NewsBite

Advertisement

Finding the balance in housing developments

Credit: Matt Golding

To submit a letter to The Age, email letters@theage.com.au. Please include your home address and telephone number. No attachments, please include your letter in the body of the email. See here for our rules and tips on getting your letter published.

Housing solution, please
No, James Newbury, I don’t really want to see Melbourne full of high-rise housing towers either (Comment, 2/11). But I agree with the Premier Jacinta Allan that we need to accept some change in order to ensure that there is sufficient, affordable housing for all. What is your solution to the housing crisis?

Bronwyn Benn, Burwood

Housing solution, given
James Newbury is right, the lack of housing should be fixed by decentralisation. Regional cities could become more attractive with moderate growth, which would help develop quality hospitals, schools and other services. Perhaps governments could financially incentivise businesses to establish branches in such cities, so further attracting population growth there.

Marguerite Marshall, Eltham

Reservoir of liveability
The article on Reservoir (2/11) was delightful and well researched on what, or in fact who, makes Reservoir so liveable and protected into the future.
The restrictive covenants on the Greenlands estate lots help protect the amenity long-standing residents have created over many decades. Just like Camberwell and Brighton, Surrey Hills, Beaumaris and beyond, trees have been planted long ago so, today, crown the urban landscape and add charm and shade to the neighbourhood while cleaning the air.
But don’t just look at the planning rules and land titles, understand and respect the people who live there too, as this article did.
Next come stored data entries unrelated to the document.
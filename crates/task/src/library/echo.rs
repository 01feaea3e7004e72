// SPDX-License-Identifier: BUSL-1.1
// Copyright (c) 2026 Alfred Jean LLC

//! Echo task: copies input to output with optional transformations.

use std::ffi::OsString;
use std::path::Path;

use async_trait::async_trait;
use clap::Parser;

use crate::cli::{CliError, TaskArgs};
use crate::context::SetupContext;
use crate::task::{FileTask, TaskError};

pub(crate) const DESCRIPTION: &str =
    "Copy input files to output with optional prefix/suffix.";

#[derive(Debug, Parser)]
#[command(name = "echo", about = DESCRIPTION)]
struct EchoCli {
    #[command(flatten)]
    task: TaskArgs,

    /// Text to prepend to the content
    #[arg(long, default_value = "")]
    prefix: String,

    /// Text to append to the content
    #[arg(long, default_value = "")]
    suffix: String,

    /// Convert content to uppercase
    #[arg(long)]
    uppercase: bool,
}

/// Copy with optional prefix/suffix/uppercase.
#[derive(Debug, Clone, Default)]
pub struct Echo {
    pub prefix: String,
    pub suffix: String,
    pub uppercase: bool,
}

#[async_trait]
impl FileTask for Echo {
    async fn run(
        &self,
        _context: &SetupContext,
        input: &Path,
        output: &Path,
    ) -> Result<(), TaskError> {
        let mut content = std::fs::read_to_string(input)?;
        if self.uppercase {
            content = content.to_uppercase();
        }
        std::fs::write(output, format!("{}{content}{}", self.prefix, self.suffix))?;
        Ok(())
    }
}

pub(crate) fn run_cli(argv: Vec<OsString>) -> Result<i32, CliError> {
    let cli = EchoCli::try_parse_from(argv)?;
    let task = Echo { prefix: cli.prefix, suffix: cli.suffix, uppercase: cli.uppercase };
    crate::cli::execute_blocking(task, cli.task)
}

#[cfg(test)]
#[path = "echo_tests.rs"]
mod tests;
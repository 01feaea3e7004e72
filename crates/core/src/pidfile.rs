// SPDX-License-Identifier: BUSL-1.1
// Copyright (c) 2026 Alfred Jean LLC

//! PID-file single-instance lock.
//!
//! The record doubles as the discovery channel for the external `status`
//! and `stop` commands, so it must stay a plain readable PID (no flock).
//! Staleness is decided by probing the recorded process with signal 0.

use std::io;
use std::path::{Path, PathBuf};

use nix::errno::Errno;
use nix::sys::signal::kill;
use nix::unistd::Pid;
use thiserror::Error;

#[derive(Debug, Error)]
pub enum PidFileError {
    #[error("failed to write PID file {path}: {source}")]
    Write { path: PathBuf, source: io::Error },

    #[error("failed to remove PID file {path}: {source}")]
    Remove { path: PathBuf, source: io::Error },
}

/// Parse a PID from the file; any I/O or parse failure yields `None`.
pub fn read_pid_file(path: &Path) -> Option<i32> {
    let text = std::fs::read_to_string(path).ok()?;
    text.trim().parse::<i32>().ok().filter(|pid| *pid > 0)
}

/// Probe the OS for process existence without signalling it.
///
/// Permission denied means the process exists but belongs to someone else,
/// which counts as running.
pub fn is_process_running(pid: i32) -> bool {
    if pid <= 0 {
        return false;
    }
    match kill(Pid::from_raw(pid), None) {
        Ok(()) => true,
        Err(Errno::EPERM) => true,
        Err(_) => false,
    }
}

/// Return the PID of a live instance recorded at `path`, if any.
///
/// A stale record (unreadable, unparseable, or referring to a dead process)
/// is removed on the way through, so a caller that sees `None` may write
/// its own PID and proceed.
pub fn live_holder(path: &Path) -> Option<i32> {
    match read_pid_file(path) {
        Some(pid) if is_process_running(pid) => Some(pid),
        _ => {
            if path.exists() {
                let _ = std::fs::remove_file(path);
            }
            None
        }
    }
}

/// A held PID record. Removed on [`PidFile::release`] or drop.
#[derive(Debug)]
pub struct PidFile {
    path: PathBuf,
}

impl PidFile {
    /// Write the current process's PID to `path`.
    ///
    /// The caller is expected to have checked [`live_holder`] first; this
    /// unconditionally overwrites whatever is there.
    pub fn create(path: impl Into<PathBuf>) -> Result<Self, PidFileError> {
        let path = path.into();
        std::fs::write(&path, format!("{}\n", std::process::id()))
            .map_err(|source| PidFileError::Write { path: path.clone(), source })?;
        Ok(Self { path })
    }

    pub fn path(&self) -> &Path {
        &self.path
    }

    /// Remove the record, consuming the guard.
    pub fn release(self) -> Result<(), PidFileError> {
        let path = self.path.clone();
        std::mem::forget(self);
        match std::fs::remove_file(&path) {
            Ok(()) => Ok(()),
            Err(e) if e.kind() == io::ErrorKind::NotFound => Ok(()),
            Err(source) => Err(PidFileError::Remove { path, source }),
        }
    }
}

impl Drop for PidFile {
    fn drop(&mut self) {
        let _ = std::fs::remove_file(&self.path);
    }
}

#[cfg(test)]
#[path = "pidfile_tests.rs"]
mod tests;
There’s greater scope on a large block to tweak the original dwelling design and especially to build over the garage, thus offering views while still leaving room for mature trees and veggie gardens and tranquil privacy.
Trees are fundamental to human health, we’ve known it for millennia and these days it’s called biophilia, but you can bet no one’s talking about that in Spring Street.

Bernadette George, Mildura

Weir is that?
I often hear people mention Reservore, which I think is somewhere to the east of Pascavale and Essedon.
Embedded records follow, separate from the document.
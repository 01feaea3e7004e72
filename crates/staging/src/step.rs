// SPDX-License-Identifier: BUSL-1.1
// Copyright (c) 2026 Alfred Jean LLC

//! Individual staging steps.

use std::io::Write;
use std::path::{Path, PathBuf};
use std::process::{Command, Stdio};
use std::time::SystemTime;

use regex::Regex;
use serde::{Deserialize, Serialize};
use thiserror::Error;

use crate::state::PipelineState;

#[derive(Debug, Error)]
pub enum StagingError {
    #[error("invalid regex pattern {pattern:?}: {source}")]
    InvalidPattern { pattern: String, source: regex::Error },

    #[error(transparent)]
    InvalidExt(#[from] tf_core::ExtError),

    #[error("step {kind} requires a value greater than zero")]
    NonPositive { kind: &'static str },

    #[error("callable step has an empty command")]
    EmptyCommand,
}

/// Sort attribute for the `sort_by` step.
#[derive(Debug, Clone, Copy, Default, PartialEq, Eq, Serialize, Deserialize)]
#[serde(rename_all = "snake_case")]
pub enum SortKey {
    #[default]
    Name,
    Size,
    Mtime,
}

/// One step of the staging chain, discriminated by `kind`.
#[derive(Debug, Clone, PartialEq, Serialize, Deserialize)]
#[serde(tag = "kind", rename_all = "snake_case", deny_unknown_fields)]
pub enum Step {
    /// Keep files of at least `bytes` bytes.
    MinSize { bytes: u64 },
    /// Keep files of at most `bytes` bytes.
    MaxSize { bytes: u64 },
    /// Keep files whose mtime is at least `seconds` old.
    MinAge { seconds: f64 },
    /// Keep files whose name matches the regex anywhere.
    FilenameMatch { pattern: String },
    /// Keep files with a sibling `<stem><ext>` companion.
    CompanionFile { ext: String },
    /// Truncate to the remaining staged capacity `max(0, count - staged)`.
    MaxStaged { count: usize },
    /// Truncate to the first `count` candidates.
    MaxBatch { count: usize },
    /// Reorder only; a permutation of its input.
    SortBy {
        #[serde(default)]
        key: SortKey,
        #[serde(default)]
        reverse: bool,
    },
    /// Delegate to an external command: candidates on stdin (one path per
    /// line), survivors on stdout. Any failure is swallowed and treated as
    /// an empty result.
    Callable { command: String },
}

impl Step {
    /// Name of the step kind, as spelled in configuration.
    pub fn kind(&self) -> &'static str {
        match self {
            Step::MinSize { .. } => "min_size",
            Step::MaxSize { .. } => "max_size",
            Step::MinAge { .. } => "min_age",
            Step::FilenameMatch { .. } => "filename_match",
            Step::CompanionFile { .. } => "companion_file",
            Step::MaxStaged { .. } => "max_staged",
            Step::MaxBatch { .. } => "max_batch",
            Step::SortBy { .. } => "sort_by",
            Step::Callable { .. } => "callable",
        }
    }

    /// Check configuration-time constraints (positive bounds, compilable
    /// patterns, valid extensions).
    pub fn validate(&self) -> Result<(), StagingError> {
        match self {
            Step::MinSize { bytes } | Step::MaxSize { bytes } => {
                if *bytes == 0 {
                    return Err(StagingError::NonPositive { kind: self.kind() });
                }
            }
            Step::MinAge { seconds } => {
                if *seconds <= 0.0 {
                    return Err(StagingError::NonPositive { kind: self.kind() });
                }
            }
            Step::FilenameMatch { pattern } => {
                Regex::new(pattern).map_err(|source| StagingError::InvalidPattern {
                    pattern: pattern.clone(),
                    source,
                })?;
            }
            Step::CompanionFile { ext } => tf_core::validate_file_ext(ext)?,
            Step::MaxStaged { count } | Step::MaxBatch { count } => {
                if *count == 0 {
                    return Err(StagingError::NonPositive { kind: self.kind() });
                }
            }
            Step::SortBy { .. } => {}
            Step::Callable { command } => {
                if command.split_whitespace().next().is_none() {
                    return Err(StagingError::EmptyCommand);
                }
            }
        }
        Ok(())
    }

    /// Apply the step to the candidate list.
    pub(crate) fn apply(&self, candidates: Vec<PathBuf>, state: &PipelineState) -> Vec<PathBuf> {
        match self {
            Step::MinSize { bytes } => {
                retain_by_stat(candidates, |meta| meta.len() >= *bytes)
            }
            Step::MaxSize { bytes } => {
                retain_by_stat(candidates, |meta| meta.len() <= *bytes)
            }
            Step::MinAge { seconds } => {
                let now = SystemTime::now();
                retain_by_stat(candidates, |meta| {
                    meta.modified()
                        .ok()
                        .and_then(|mtime| now.duration_since(mtime).ok())
                        .is_some_and(|age| age.as_secs_f64() >= *seconds)
                })
            }
            Step::FilenameMatch { pattern } => match Regex::new(pattern) {
                Ok(regex) => candidates
                    .into_iter()
                    .filter(|f| regex.is_match(&file_name(f)))
                    .collect(),
                Err(_) => candidates,
            },
            Step::CompanionFile { ext } => candidates
                .into_iter()
                .filter(|f| companion(f, ext).is_file())
                .collect(),
            Step::MaxStaged { count } => {
                let capacity = count.saturating_sub(state.staged);
                let mut kept = candidates;
                kept.truncate(capacity);
                kept
            }
            Step::MaxBatch { count } => {
                let mut kept = candidates;
                kept.truncate(*count);
                kept
            }
            Step::SortBy { key, reverse } => sort_candidates(candidates, *key, *reverse),
            Step::Callable { command } => run_callable(command, &candidates),
        }
    }
}

fn file_name(path: &Path) -> String {
    path.file_name().map(|n| n.to_string_lossy().into_owned()).unwrap_or_default()
}

/// Replace the final dotted suffix with `ext`, like `Path::with_suffix`.
fn companion(path: &Path, ext: &str) -> PathBuf {
    let name = file_name(path);
    let stem = match name.rsplit_once('.') {
        Some((stem, _)) if !stem.is_empty() => stem.to_string(),
        _ => name,
    };
    path.with_file_name(format!("{stem}{ext}"))
}

fn retain_by_stat(
    candidates: Vec<PathBuf>,
    keep: impl Fn(&std::fs::Metadata) -> bool,
) -> Vec<PathBuf> {
    candidates
        .into_iter()
        .filter(|f| match f.metadata() {
            Ok(meta) => keep(&meta),
            Err(e) => {
                // A file vanished between listing and stat; the next tick
                // re-evaluates.
                tracing::warn!(file = %f.display(), error = %e, "stat failed during staging");
                false
            }
        })
        .collect()
}

fn sort_candidates(mut candidates: Vec<PathBuf>, key: SortKey, reverse: bool) -> Vec<PathBuf> {
    match key {
        SortKey::Name => candidates.sort_by_key(|f| file_name(f)),
        SortKey::Size => {
            candidates.sort_by_key(|f| f.metadata().map(|m| m.len()).unwrap_or(0));
        }
        SortKey::Mtime => {
            candidates.sort_by_key(|f| {
                f.metadata().and_then(|m| m.modified()).unwrap_or(SystemTime::UNIX_EPOCH)
            });
        }
    }
    if reverse {
        candidates.reverse();
    }
    candidates
}

fn run_callable(command: &str, candidates: &[PathBuf]) -> Vec<PathBuf> {
    let mut parts = command.split_whitespace();
    let Some(program) = parts.next() else {
        return Vec::new();
    };

    let spawned = Command::new(program)
        .args(parts)
        .stdin(Stdio::piped())
        .stdout(Stdio::piped())
        .stderr(Stdio::null())
        .spawn();

    let mut child = match spawned {
        Ok(child) => child,
        Err(e) => {
            tracing::warn!(command, error = %e, "callable step failed to spawn");
            return Vec::new();
        }
    };

    if let Some(mut stdin) = child.stdin.take() {
        for path in candidates {
            if writeln!(stdin, "{}", path.display()).is_err() {
                break;
            }
        }
    }

    let output = match child.wait_with_output() {
        Ok(output) => output,
        Err(e) => {
            tracing::warn!(command, error = %e, "callable step failed");
            return Vec::new();
        }
    };
    if !output.status.success() {
        tracing::warn!(command, status = %output.status, "callable step exited non-zero");
        return Vec::new();
    }

    String::from_utf8_lossy(&output.stdout)
        .lines()
        .map(str::trim)
        .filter(|line| !line.is_empty())
        .map(PathBuf::from)
        .collect()
}

#[cfg(test)]
#[path = "step_tests.rs"]
mod tests;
Heather Glassford, Williamstown

Advertisement

An American dream
As Waleed Aly (Comment, 1/11) says, the deep divisions in the US have been widening for decades. However, his point is weakened by referring to Donald Trump’s culpability in fomenting these divisions. Blaming Trump lets the nation off hook. As Nick Bryant shows in The Forever War: America’s Unending Conflict with Itself, the US has a long history of internal division and dissent. Given this history, the hope that Kamala Harris can ″⁣turn the page″⁣ and move the US forwards to a less polarised future seems wishful thinking.

Rod Wise, Surrey Hills

Freedom in a ballot
Tony Wright (2/11) is absolutely correct in his assessment of voting as a duty and a privilege. What people who regard compulsory voting as tyranny do not seem to understand is that the term is shorthand for compulsory casting of a ballot.
Nobody is compelled to actually vote. Anyone can simply accept the ballot paper and put it straight in the box without even marking it.
Any electoral official counting ballots later can attest to the fact that people do this, just as they can see the comments and drawings that people make on the ballot papers instead of voting.
There is no penalty for this, although they ought to realise that, if they can’t be bothered casting a valid vote, they really can’t complain about the result.

Juliet Flesch, Kew

What Hamas should do
Your correspondent (Letters, 2/11) expresses his angst about the ongoing tragic loss of innocent Gazan lives. The war that Israel didn’t start could end tomorrow if Hamas were to free the hostages, lay down its arms, and renounce its hitherto commitment to annihilate the Jewish state.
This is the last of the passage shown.